Des normes de fonds propres fondées sur un simple ratio de levier, calculé par rapport au total de l’actif et non à un mécanisme complexe d’actifs pondérés en fonction du risque, pourraient considérablement améliorer l’assise financière des banques (Dexia, la banque belge qui a fait faillite, satisfaisait aux exigences de fonds propres avant de s’effondrer alors qu’un coup d’oeil à un ratio de levier simple aurait permis de voir à quel point la banque était éloignée de la zone de sécurité).
- Aux États-Unis
En juillet 2013, l’adoption d’une règle visant à relever à 6 % le ratio de levier des plus importantes institutions bancaires du pays va au delà des réformes de Bâle III. Les régulateurs proposent en outre de durcir les règles de liquidité définies par l’Accord de Bâle.
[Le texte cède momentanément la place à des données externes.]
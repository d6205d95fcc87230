use crate::auth::AuthError;
use crate::database::DatabaseError;
use crate::ingestion::IngestError;
use crate::pricing::PricingError;
use crate::query::QueryError;
use axum::{
    Json,
    http::StatusCode,
    response::{IntoResponse, Response},
};
use serde_json::json;
use std::fmt;

#[derive(Debug)]
pub enum AppError {
    Config(config::ConfigError),
    Database(DatabaseError),
    Pricing(PricingError),
    Auth(AuthError),
    Ingest(IngestError),
    Query(QueryError),
    BadRequest(String),
    NotFound(String),
    Unauthorized(String),
    Internal(String),
}

impl fmt::Display for AppError {
    fn fmt(&self, f: &mut fmt::Formatter<'_>) -> fmt::Result {
        match self {
            AppError::Config(err) => write!(f, "Configuration error: {}", err),
            AppError::Database(err) => write!(f, "Database error: {}", err),
            AppError::Pricing(err) => write!(f, "Pricing error: {}", err),
            AppError::Auth(err) => write!(f, "{}", err),
            AppError::Ingest(err) => write!(f, "{}", err),
            AppError::Query(err) => write!(f, "{}", err),
            AppError::BadRequest(msg) => write!(f, "Bad request: {}", msg),
            AppError::NotFound(msg) => write!(f, "Not found: {}", msg),
            AppError::Unauthorized(msg) => write!(f, "Unauthorized: {}", msg),
            AppError::Internal(msg) => write!(f, "Internal error: {}", msg),
        }
    }
}

impl std::error::Error for AppError {}

impl From<config::ConfigError> for AppError {
    fn from(err: config::ConfigError) -> Self {
        AppError::Config(err)
    }
}

impl From<DatabaseError> for AppError {
    fn from(err: DatabaseError) -> Self {
        AppError::Database(err)
    }
}

impl From<PricingError> for AppError {
    fn from(err: PricingError) -> Self {
        AppError::Pricing(err)
    }
}

impl From<AuthError> for AppError {
    fn from(err: AuthError) -> Self {
        AppError::Auth(err)
    }
}

impl From<IngestError> for AppError {
    fn from(err: IngestError) -> Self {
        AppError::Ingest(err)
    }
}

impl From<QueryError> for AppError {
    fn from(err: QueryError) -> Self {
        AppError::Query(err)
    }
}

impl AppError {
    fn status_and_kind(&self) -> (StatusCode, &'static str) {
        match self {
            AppError::Config(_) => (StatusCode::INTERNAL_SERVER_ERROR, "configuration_error"),
            AppError::Database(DatabaseError::NotFound) => (StatusCode::NOT_FOUND, "not_found"),
            AppError::Database(_) => (StatusCode::INTERNAL_SERVER_ERROR, "database_error"),
            AppError::Pricing(PricingError::UnknownModel(_)) => {
                (StatusCode::UNPROCESSABLE_ENTITY, "unknown_model")
            }
            AppError::Pricing(_) => (StatusCode::INTERNAL_SERVER_ERROR, "pricing_error"),
            AppError::Auth(AuthError::InvalidKey) => (StatusCode::UNAUTHORIZED, "invalid_api_key"),
            AppError::Auth(AuthError::RevokedKey) => (StatusCode::UNAUTHORIZED, "revoked_api_key"),
            AppError::Auth(AuthError::Database(_)) => {
                (StatusCode::INTERNAL_SERVER_ERROR, "database_error")
            }
            AppError::Ingest(err) => match err.root() {
                IngestError::UnknownModel(_) => (StatusCode::UNPROCESSABLE_ENTITY, "unknown_model"),
                IngestError::Validation(_) => (StatusCode::UNPROCESSABLE_ENTITY, "validation_error"),
                IngestError::InconsistentCost(_) => {
                    (StatusCode::UNPROCESSABLE_ENTITY, "inconsistent_cost")
                }
                IngestError::UnknownCustomer(_) => (StatusCode::NOT_FOUND, "unknown_customer"),
                IngestError::AggregationFailure(_) => {
                    (StatusCode::INTERNAL_SERVER_ERROR, "aggregation_failure")
                }
                IngestError::Database(_) | IngestError::InBatch { .. } => {
                    (StatusCode::INTERNAL_SERVER_ERROR, "database_error")
                }
            },
            AppError::Query(QueryError::Validation(_)) => {
                (StatusCode::BAD_REQUEST, "validation_error")
            }
            AppError::Query(QueryError::InvalidCursor(_)) => {
                (StatusCode::BAD_REQUEST, "invalid_cursor")
            }
            AppError::Query(QueryError::Timeout(_)) => (StatusCode::GATEWAY_TIMEOUT, "timeout"),
            AppError::Query(QueryError::Database(_)) => {
                (StatusCode::INTERNAL_SERVER_ERROR, "database_error")
            }
            AppError::BadRequest(_) => (StatusCode::BAD_REQUEST, "bad_request"),
            AppError::NotFound(_) => (StatusCode::NOT_FOUND, "not_found"),
            AppError::Unauthorized(_) => (StatusCode::UNAUTHORIZED, "unauthorized"),
            AppError::Internal(_) => (StatusCode::INTERNAL_SERVER_ERROR, "internal_error"),
        }
    }

    pub fn status_code(&self) -> StatusCode {
        self.status_and_kind().0
    }
}

impl IntoResponse for AppError {
    fn into_response(self) -> Response {
        let (status, kind) = self.status_and_kind();

        // Server-side failures keep their detail in the logs only
        let message = if status.is_server_error() && status != StatusCode::GATEWAY_TIMEOUT {
            tracing::error!(error = %self, "Request failed");
            "Internal server error".to_string()
        } else {
            self.to_string()
        };

        let mut body = json!({
            "error": kind,
            "message": message
        });
        if let AppError::Ingest(IngestError::InBatch { index, .. }) = &self {
            body["index"] = json!(index);
        }

        (status, Json(body)).into_response()
    }
}

#[cfg(test)]
mod tests {
    use super::*;
    use uuid::Uuid;

    async fn body_json(response: Response) -> serde_json::Value {
        let body = axum::body::to_bytes(response.into_body(), usize::MAX)
            .await
            .unwrap();
        serde_json::from_slice(&body).unwrap()
    }

    #[test]
    fn test_app_error_display() {
        let config_err = AppError::Config(config::ConfigError::NotFound("test".to_string()));
        assert!(config_err.to_string().contains("Configuration error"));

        let internal_err = AppError::Internal("test message".to_string());
        assert_eq!(internal_err.to_string(), "Internal error: test message");

        let unauthorized_err = AppError::Unauthorized("access denied".to_string());
        assert_eq!(unauthorized_err.to_string(), "Unauthorized: access denied");

        let auth_err = AppError::from(AuthError::RevokedKey);
        assert_eq!(auth_err.to_string(), "API key has been revoked");
    }

    #[test]
    fn test_status_codes() {
        let cases = [
            (
                AppError::from(IngestError::UnknownModel("gpt-9".to_string())),
                StatusCode::UNPROCESSABLE_ENTITY,
            ),
            (
                AppError::from(IngestError::Validation("bad".to_string())),
                StatusCode::UNPROCESSABLE_ENTITY,
            ),
            (
                AppError::from(IngestError::UnknownCustomer(Uuid::nil())),
                StatusCode::NOT_FOUND,
            ),
            (
                AppError::from(IngestError::AggregationFailure("boom".to_string())),
                StatusCode::INTERNAL_SERVER_ERROR,
            ),
            (AppError::from(AuthError::InvalidKey), StatusCode::UNAUTHORIZED),
            (AppError::from(AuthError::RevokedKey), StatusCode::UNAUTHORIZED),
            (
                AppError::from(QueryError::InvalidCursor("x".to_string())),
                StatusCode::BAD_REQUEST,
            ),
            (AppError::from(QueryError::Timeout(10)), StatusCode::GATEWAY_TIMEOUT),
            (
                AppError::from(DatabaseError::NotFound),
                StatusCode::NOT_FOUND,
            ),
        ];

        for (error, expected) in cases {
            assert_eq!(error.status_code(), expected, "{}", error);
        }
    }

    #[tokio::test]
    async fn test_batch_error_reports_index() {
        let error = AppError::from(IngestError::InBatch {
            index: 3,
            source: Box::new(IngestError::UnknownModel("gpt-9".to_string())),
        });

        let response = error.into_response();
        assert_eq!(response.status(), StatusCode::UNPROCESSABLE_ENTITY);

        let body = body_json(response).await;
        assert_eq!(body["error"], "unknown_model");
        assert_eq!(body["index"], 3);
        assert!(body["message"].as_str().unwrap().contains("gpt-9"));
    }

    #[tokio::test]
    async fn test_server_errors_hide_detail() {
        let response = AppError::Database(DatabaseError::Database(
            "connection refused at 10.0.0.1".to_string(),
        ))
        .into_response();

        assert_eq!(response.status(), StatusCode::INTERNAL_SERVER_ERROR);
        let body = body_json(response).await;
        assert_eq!(body["error"], "database_error");
        assert_eq!(body["message"], "Internal server error");
    }
}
La loi Dodd-Frank, a été adoptée dès juillet 2010 mais elle est encore appliquée partiellement (en décembre 2013, seulement 165 des 398 réglementations requises au total avaient été finalisées, et 111 autres n’ont même pas encore été proposées).
La règle Volcker de séparation des activités bancaires (pièce maîtresse des réformes Dodd- Frank) a finalement été approuvée le 10 décembre 2013 (pour prendre effet en juillet 2015) mais sa mise en place posera des problèmes juridiques importants et l’application sera retardée.
- L’union bancaire européenne
Les réformes ressemblent à celle des États-Unis mais dans des structures bancaires et financières différentes.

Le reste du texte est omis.